• [Task]
Give back every entry below, unchanged.

• [Records]
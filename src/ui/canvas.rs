//! Zeichenfläche: Gitter, Pool-Pixel, Maus-Events → AppIntent.
//!
//! Gitterkoordinaten haben den Ursprung in der Mitte der Fläche, y zeigt nach oben.

use super::keyboard;
use crate::app::{AppIntent, AppState};
use crate::core::Color;
use crate::shared::options::{CELL_SIZE_MAX_PX, CELL_SIZE_MIN_PX};
use glam::{IVec2, Vec2};

/// Zoom-Faktor pro Scroll-Pixel.
const ZOOM_PER_SCROLL: f32 = 0.0015;

pub(crate) fn to_color32(color: Color) -> egui::Color32 {
    egui::Color32::from_rgba_unmultiplied(color.r, color.g, color.b, color.a)
}

/// Abbildung Gitterkoordinaten ↔ Screen-Koordinaten.
#[derive(Debug, Clone, Copy, PartialEq)]
pub struct CanvasTransform {
    /// Screen-Position des Gitterursprungs
    pub origin: egui::Pos2,
    /// Kantenlänge einer Zelle in Screen-Pixeln
    pub cell_size: f32,
}

impl CanvasTransform {
    pub fn screen_to_grid(&self, pos: egui::Pos2) -> Vec2 {
        Vec2::new(
            (pos.x - self.origin.x) / self.cell_size,
            (self.origin.y - pos.y) / self.cell_size,
        )
    }

    pub fn grid_to_screen(&self, point: Vec2) -> egui::Pos2 {
        egui::pos2(
            self.origin.x + point.x * self.cell_size,
            self.origin.y - point.y * self.cell_size,
        )
    }

    /// Screen-Rechteck der Zelle, deren Mittelpunkt der Gitterpunkt `cell` ist.
    pub fn cell_rect(&self, cell: IVec2) -> egui::Rect {
        egui::Rect::from_center_size(
            self.grid_to_screen(cell.as_vec2()),
            egui::vec2(self.cell_size, self.cell_size),
        )
    }
}

/// Zeichenfläche mit lokalem Zoom und Cursor-Deduplizierung.
pub struct CanvasView {
    cell_size: f32,
    last_cursor: Option<Vec2>,
}

impl CanvasView {
    pub fn new(cell_size: f32) -> Self {
        Self {
            cell_size: cell_size.clamp(CELL_SIZE_MIN_PX, CELL_SIZE_MAX_PX),
            last_cursor: None,
        }
    }

    pub fn cell_size(&self) -> f32 {
        self.cell_size
    }

    /// Ändert die Zellgröße um einen Scroll-Betrag (geklemmt).
    pub fn zoom(&mut self, scroll_delta: f32) {
        let factor = 1.0 + scroll_delta * ZOOM_PER_SCROLL;
        self.cell_size = (self.cell_size * factor).clamp(CELL_SIZE_MIN_PX, CELL_SIZE_MAX_PX);
    }

    /// Zeichnet Gitter und Pixel und sammelt Maus- und Tastatur-Intents.
    pub fn show(&mut self, ui: &mut egui::Ui, state: &AppState) -> Vec<AppIntent> {
        let mut events = Vec::new();
        let (rect, response) = ui.allocate_exact_size(ui.available_size(), egui::Sense::click());
        let transform = CanvasTransform {
            origin: rect.center(),
            cell_size: self.cell_size,
        };

        let painter = ui.painter_at(rect);
        painter.rect_filled(rect, 0.0, egui::Color32::WHITE);
        if state.options.show_grid {
            paint_grid(&painter, &transform, state);
        }
        for pixel in state.pool.active_pixels() {
            painter.rect_filled(
                transform.cell_rect(pixel.position),
                0.0,
                to_color32(pixel.color),
            );
        }

        if let Some(hover) = response.hover_pos() {
            let scroll = ui.input(|i| i.smooth_scroll_delta.y);
            if scroll != 0.0 {
                self.zoom(scroll);
            }
            let grid_pos = transform.screen_to_grid(hover);
            if self.last_cursor != Some(grid_pos) {
                self.last_cursor = Some(grid_pos);
                events.push(AppIntent::CursorMoved { pos: grid_pos });
            }
        }

        if response.clicked() {
            if let Some(pos) = response.interact_pointer_pos() {
                events.push(AppIntent::CanvasClicked {
                    pos: transform.screen_to_grid(pos),
                });
            }
        }

        events.extend(keyboard::collect_keyboard_intents(
            ui,
            ui.ctx().wants_keyboard_input(),
        ));
        events
    }
}

/// Gitterlinien zwischen den Zellen des Zeichenbereichs plus Rahmen.
fn paint_grid(painter: &egui::Painter, transform: &CanvasTransform, state: &AppState) {
    let (min, max) = state.options.grid_bounds();
    let stroke = egui::Stroke::new(1.0, to_color32(state.options.grid_line_color));
    let lo = min.as_vec2() - Vec2::splat(0.5);
    let hi = max.as_vec2() + Vec2::splat(0.5);

    for x in min.x..=max.x + 1 {
        let gx = x as f32 - 0.5;
        painter.line_segment(
            [
                transform.grid_to_screen(Vec2::new(gx, lo.y)),
                transform.grid_to_screen(Vec2::new(gx, hi.y)),
            ],
            stroke,
        );
    }
    for y in min.y..=max.y + 1 {
        let gy = y as f32 - 0.5;
        painter.line_segment(
            [
                transform.grid_to_screen(Vec2::new(lo.x, gy)),
                transform.grid_to_screen(Vec2::new(hi.x, gy)),
            ],
            stroke,
        );
    }
}

#[cfg(test)]
mod tests {
    use super::*;

    #[test]
    fn screen_and_grid_are_inverse() {
        let transform = CanvasTransform {
            origin: egui::pos2(400.0, 300.0),
            cell_size: 10.0,
        };
        let grid = transform.screen_to_grid(egui::pos2(430.0, 280.0));
        assert_eq!(grid, Vec2::new(3.0, 2.0));
        assert_eq!(transform.grid_to_screen(grid), egui::pos2(430.0, 280.0));
    }

    #[test]
    fn cell_rect_is_centered_on_grid_point() {
        let transform = CanvasTransform {
            origin: egui::pos2(0.0, 0.0),
            cell_size: 8.0,
        };
        let rect = transform.cell_rect(IVec2::new(1, -1));
        assert_eq!(rect.center(), egui::pos2(8.0, 8.0));
        assert_eq!(rect.width(), 8.0);
    }

    #[test]
    fn zoom_is_clamped() {
        let mut view = CanvasView::new(8.0);
        view.zoom(1.0e6);
        assert_eq!(view.cell_size(), CELL_SIZE_MAX_PX);
        view.zoom(-1.0e6);
        assert_eq!(view.cell_size(), CELL_SIZE_MIN_PX);
    }
}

• [The completed task]
filename src/ui/canvas.rs
//! Zeichenfläche: Gitter, Pool-Pixel, Maus-Events → AppIntent.
//!
//! Gitterkoordinaten haben den Ursprung in der Mitte der Fläche, y zeigt nach oben.

use super::keyboard;
use crate::app::{AppIntent, AppState};
use crate::core::Color;
use crate::shared::options::{CELL_SIZE_MAX_PX, CELL_SIZE_MIN_PX};
use glam::{IVec2, Vec2};

/// Zoom-Faktor pro Scroll-Pixel.
const ZOOM_PER_SCROLL: f32 = 0.0015;

pub(crate) fn to_color32(color: Color) -> egui::Color32 {
    egui::Color32::from_rgba_unmultiplied(color.r, color.g, color.b, color.a)
}

/// Abbildung Gitterkoordinaten ↔ Screen-Koordinaten.
#[derive(Debug, Clone, Copy, PartialEq)]
pub struct CanvasTransform {
    /// Screen-Position des Gitterursprungs
    pub origin: egui::Pos2,
    /// Kantenlänge einer Zelle in Screen-Pixeln
    pub cell_size: f32,
}

impl CanvasTransform {
    pub fn screen_to_grid(&self, pos: egui::Pos2) -> Vec2 {
        Vec2::new(
            (pos.x - self.origin.x) / self.cell_size,
            (self.origin.y - pos.y) / self.cell_size,
        )
    }

    pub fn grid_to_screen(&self, point: Vec2) -> egui::Pos2 {
        egui::pos2(
            self.origin.x + point.x * self.cell_size,
            self.origin.y - point.y * self.cell_size,
        )
    }

    /// Screen-Rechteck der Zelle, deren Mittelpunkt der Gitterpunkt `cell` ist.
    pub fn cell_rect(&self, cell: IVec2) -> egui::Rect {
        egui::Rect::from_center_size(
            self.grid_to_screen(cell.as_vec2()),
            egui::vec2(self.cell_size, self.cell_size),
        )
    }
}

/// Zeichenfläche mit lokalem Zoom und Cursor-Deduplizierung.
pub struct CanvasView {
    cell_size: f32,
    last_cursor: Option<Vec2>,
}

impl CanvasView {
    pub fn new(cell_size: f32) -> Self {
        Self {
            cell_size: cell_size.clamp(CELL_SIZE_MIN_PX, CELL_SIZE_MAX_PX),
            last_cursor: None,
        }
    }

    pub fn cell_size(&self) -> f32 {
        self.cell_size
    }

    /// Ändert die Zellgröße um einen Scroll-Betrag (geklemmt).
    pub fn zoom(&mut self, scroll_delta: f32) {
        let factor = 1.0 + scroll_delta * ZOOM_PER_SCROLL;
        self.cell_size = (self.cell_size * factor).clamp(CELL_SIZE_MIN_PX, CELL_SIZE_MAX_PX);
    }

    /// Zeichnet Gitter und Pixel und sammelt Maus- und Tastatur-Intents.
    pub fn show(&mut self, ui: &mut egui::Ui, state: &AppState) -> Vec<AppIntent> {
        let mut events = Vec::new();
        let (rect, response) = ui.allocate_exact_size(ui.available_size(), egui::Sense::click());
        let transform = CanvasTransform {
            origin: rect.center(),
            cell_size: self.cell_size,
        };

        let painter = ui.painter_at(rect);
        painter.rect_filled(rect, 0.0, egui::Color32::WHITE);
        if state.options.show_grid {
            paint_grid(&painter, &transform, state);
        }
        for pixel in state.pool.active_pixels() {
            painter.rect_filled(
                transform.cell_rect(pixel.position),
                0.0,
                to_color32(pixel.color),
            );
        }

        if let Some(hover) = response.hover_pos() {
            let scroll = ui.input(|i| i.smooth_scroll_delta.y);
            if scroll != 0.0 {
                self.zoom(scroll);
            }
            let grid_pos = transform.screen_to_grid(hover);
            if self.last_cursor != Some(grid_pos) {
                self.last_cursor = Some(grid_pos);
                events.push(AppIntent::CursorMoved { pos: grid_pos });
            }
        }

        if response.clicked() {
            if let Some(pos) = response.interact_pointer_pos() {
                events.push(AppIntent::CanvasClicked {
                    pos: transform.screen_to_grid(pos),
                });
            }
        }

        events.extend(keyboard::collect_keyboard_intents(
            ui,
            ui.ctx().wants_keyboard_input(),
        ));
        events
    }
}

/// Gitterlinien zwischen den Zellen des Zeichenbereichs plus Rahmen.
fn paint_grid(painter: &egui::Painter, transform: &CanvasTransform, state: &AppState) {
    let (min, max) = state.options.grid_bounds();
    let stroke = egui::Stroke::new(1.0, to_color32(state.options.grid_line_color));
    let lo = min.as_vec2() - Vec2::splat(0.5);
    let hi = max.as_vec2() + Vec2::splat(0.5);

    for x in min.x..=max.x + 1 {
        let gx = x as f32 - 0.5;
        painter.line_segment(
            [
                transform.grid_to_screen(Vec2::new(gx, lo.y)),
                transform.grid_to_screen(Vec2::new(gx, hi.y)),
            ],
            stroke,
        );
    }
    for y in min.y..=max.y + 1 {
        let gy = y as f32 - 0.5;
        painter.line_segment(
            [
                transform.grid_to_screen(Vec2::new(lo.x, gy)),
                transform.grid_to_screen(Vec2::new(hi.x, gy)),
            ],
            stroke,
        );
    }
}

#[cfg(test)]
mod tests {
    use super::*;

    #[test]
    fn screen_and_grid_are_inverse() {
        let transform = CanvasTransform {
            origin: egui::pos2(400.0, 300.0),
            cell_size: 10.0,
        };
        let grid = transform.screen_to_grid(egui::pos2(430.0, 280.0));
        assert_eq!(grid, Vec2::new(3.0, 2.0));
        assert_eq!(transform.grid_to_screen(grid), egui::pos2(430.0, 280.0));
    }

    #[test]
    fn cell_rect_is_centered_on_grid_point() {
        let transform = CanvasTransform {
            origin: egui::pos2(0.0, 0.0),
            cell_size: 8.0,
        };
        let rect = transform.cell_rect(IVec2::new(1, -1));
        assert_eq!(rect.center(), egui::pos2(8.0, 8.0));
        assert_eq!(rect.width(), 8.0);
    }

    #[test]
    fn zoom_is_clamped() {
        let mut view = CanvasView::new(8.0);
        view.zoom(1.0e6);
        assert_eq!(view.cell_size(), CELL_SIZE_MAX_PX);
        view.zoom(-1.0e6);
        assert_eq!(view.cell_size(), CELL_SIZE_MIN_PX);
    }
}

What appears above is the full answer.